The United Nations Population Fund (UNFPA) said that some 200 million girls “alive today” are believed to have suffered the abuse, according to the FAQ portion of its website.
“The term ‘female genital mutilation’ is used by a wide range of women’s health and human rights organizations,” the UN website states. “It establishes a clear distinction from male circumcision. Use of the word “mutilation” also emphasizes the gravity of the act and reinforces that the practice is a violation of women’s and girls’ basic human rights.
“This expression gained support in the late 1970s, and since 1994, it has been used in several United Nations conference documents and has served as a policy and advocacy tool.”

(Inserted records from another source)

//! Table and form rendering for the client.
//!
//! Columns and form rows both come from [`ContactField::ALL`], and sorting
//! reads the same field a column displays.

use std::cmp::Ordering;
use std::fmt::Write as _;

use super::state::{Dialog, SortDirection, SortState, ViewState};
use crate::contact::{Contact, ContactField};

/// Sort the full contact list.
///
/// Comparison ignores case; missing values come first in ascending order.
/// Ties keep identifier order so the result is stable across reloads.
#[must_use]
pub fn sorted(contacts: &[Contact], sort: SortState) -> Vec<&Contact> {
    let mut rows: Vec<&Contact> = contacts.iter().collect();
    rows.sort_by(|a, b| {
        let ordering = compare_field(a.get(sort.field), b.get(sort.field));
        let ordering = match sort.direction {
            SortDirection::Ascending => ordering,
            SortDirection::Descending => ordering.reverse(),
        };
        ordering.then(a.id.cmp(&b.id))
    });
    rows
}

fn compare_field(a: Option<&str>, b: Option<&str>) -> Ordering {
    match (a, b) {
        (None, None) => Ordering::Equal,
        (None, Some(_)) => Ordering::Less,
        (Some(_), None) => Ordering::Greater,
        (Some(a), Some(b)) => a
            .to_lowercase()
            .cmp(&b.to_lowercase())
            .then_with(|| a.cmp(b)),
    }
}

/// The rows on the current page, after sorting.
#[must_use]
pub fn visible_rows(state: &ViewState) -> Vec<&Contact> {
    sorted(&state.contacts, state.sort)
        .into_iter()
        .skip(state.page * state.rows_per_page)
        .take(state.rows_per_page)
        .collect()
}

/// Pagination footer, e.g. `1–5 of 12`.
#[must_use]
pub fn page_summary(state: &ViewState) -> String {
    let total = state.contacts.len();
    if total == 0 {
        return "0–0 of 0".to_string();
    }
    let first = (state.page * state.rows_per_page + 1).min(total);
    let last = ((state.page + 1) * state.rows_per_page).min(total);
    format!("{first}–{last} of {total}")
}

fn column_header(field: ContactField, sort: SortState) -> String {
    if field != sort.field {
        return field.label().to_string();
    }
    let arrow = match sort.direction {
        SortDirection::Ascending => '▲',
        SortDirection::Descending => '▼',
    };
    format!("{} {arrow}", field.label())
}

/// Render the current page as a plain-text table.
#[must_use]
pub fn render_table(state: &ViewState) -> String {
    let rows = visible_rows(state);

    let mut headers = vec!["ID".to_string()];
    headers.extend(ContactField::ALL.map(|f| column_header(f, state.sort)));

    let cells: Vec<Vec<String>> = rows
        .iter()
        .map(|contact| {
            let mut row = vec![contact.id.to_string()];
            row.extend(ContactField::ALL.map(|f| contact.get(f).unwrap_or("").to_string()));
            row
        })
        .collect();

    let widths: Vec<usize> = headers
        .iter()
        .enumerate()
        .map(|(i, header)| {
            cells
                .iter()
                .map(|row| row[i].chars().count())
                .chain(std::iter::once(header.chars().count()))
                .max()
                .unwrap_or(0)
        })
        .collect();

    let mut out = String::new();
    push_row(&mut out, &headers, &widths);
    let rule: Vec<String> = widths.iter().map(|w| "-".repeat(*w)).collect();
    push_row(&mut out, &rule, &widths);
    for row in &cells {
        push_row(&mut out, row, &widths);
    }
    let _ = writeln!(out, "{}", page_summary(state));
    out
}

fn push_row(out: &mut String, row: &[String], widths: &[usize]) {
    let line = row
        .iter()
        .zip(widths)
        .map(|(cell, width)| {
            let pad = width.saturating_sub(cell.chars().count());
            format!("{cell}{}", " ".repeat(pad))
        })
        .collect::<Vec<_>>()
        .join("  ");
    let _ = writeln!(out, "{}", line.trim_end());
}

/// Render the form dialog, or nothing when it is closed.
#[must_use]
pub fn render_form(state: &ViewState) -> Option<String> {
    let title = match state.dialog {
        Dialog::Closed => return None,
        Dialog::Create => "Add Contact".to_string(),
        Dialog::Edit(id) => format!("Edit Contact {id}"),
    };

    let label_width = ContactField::ALL
        .iter()
        .map(|f| f.label().len())
        .max()
        .unwrap_or(0);

    let mut out = String::new();
    let _ = writeln!(out, "{title}");
    for field in ContactField::ALL {
        let value = state.form.get(field).unwrap_or("");
        let _ = writeln!(out, "  {:<label_width$}  {value}", field.label());
    }
    Some(out)
}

The website text notes that “female genital cutting” was introduced in the late 1990s because of “concern that communities could find the term ‘mutilation,’ demeaning, or that it could imply that parents or practitioners perform this procedure maliciously.”
In recent days three arrests were made in Detroit where two physicians and one physician’s wife are charged with performing the abuse on minor girls.
The three suspects represent the first prosecution in the United States for the practice, which is common primarily in Muslim countries, particularly in Africa.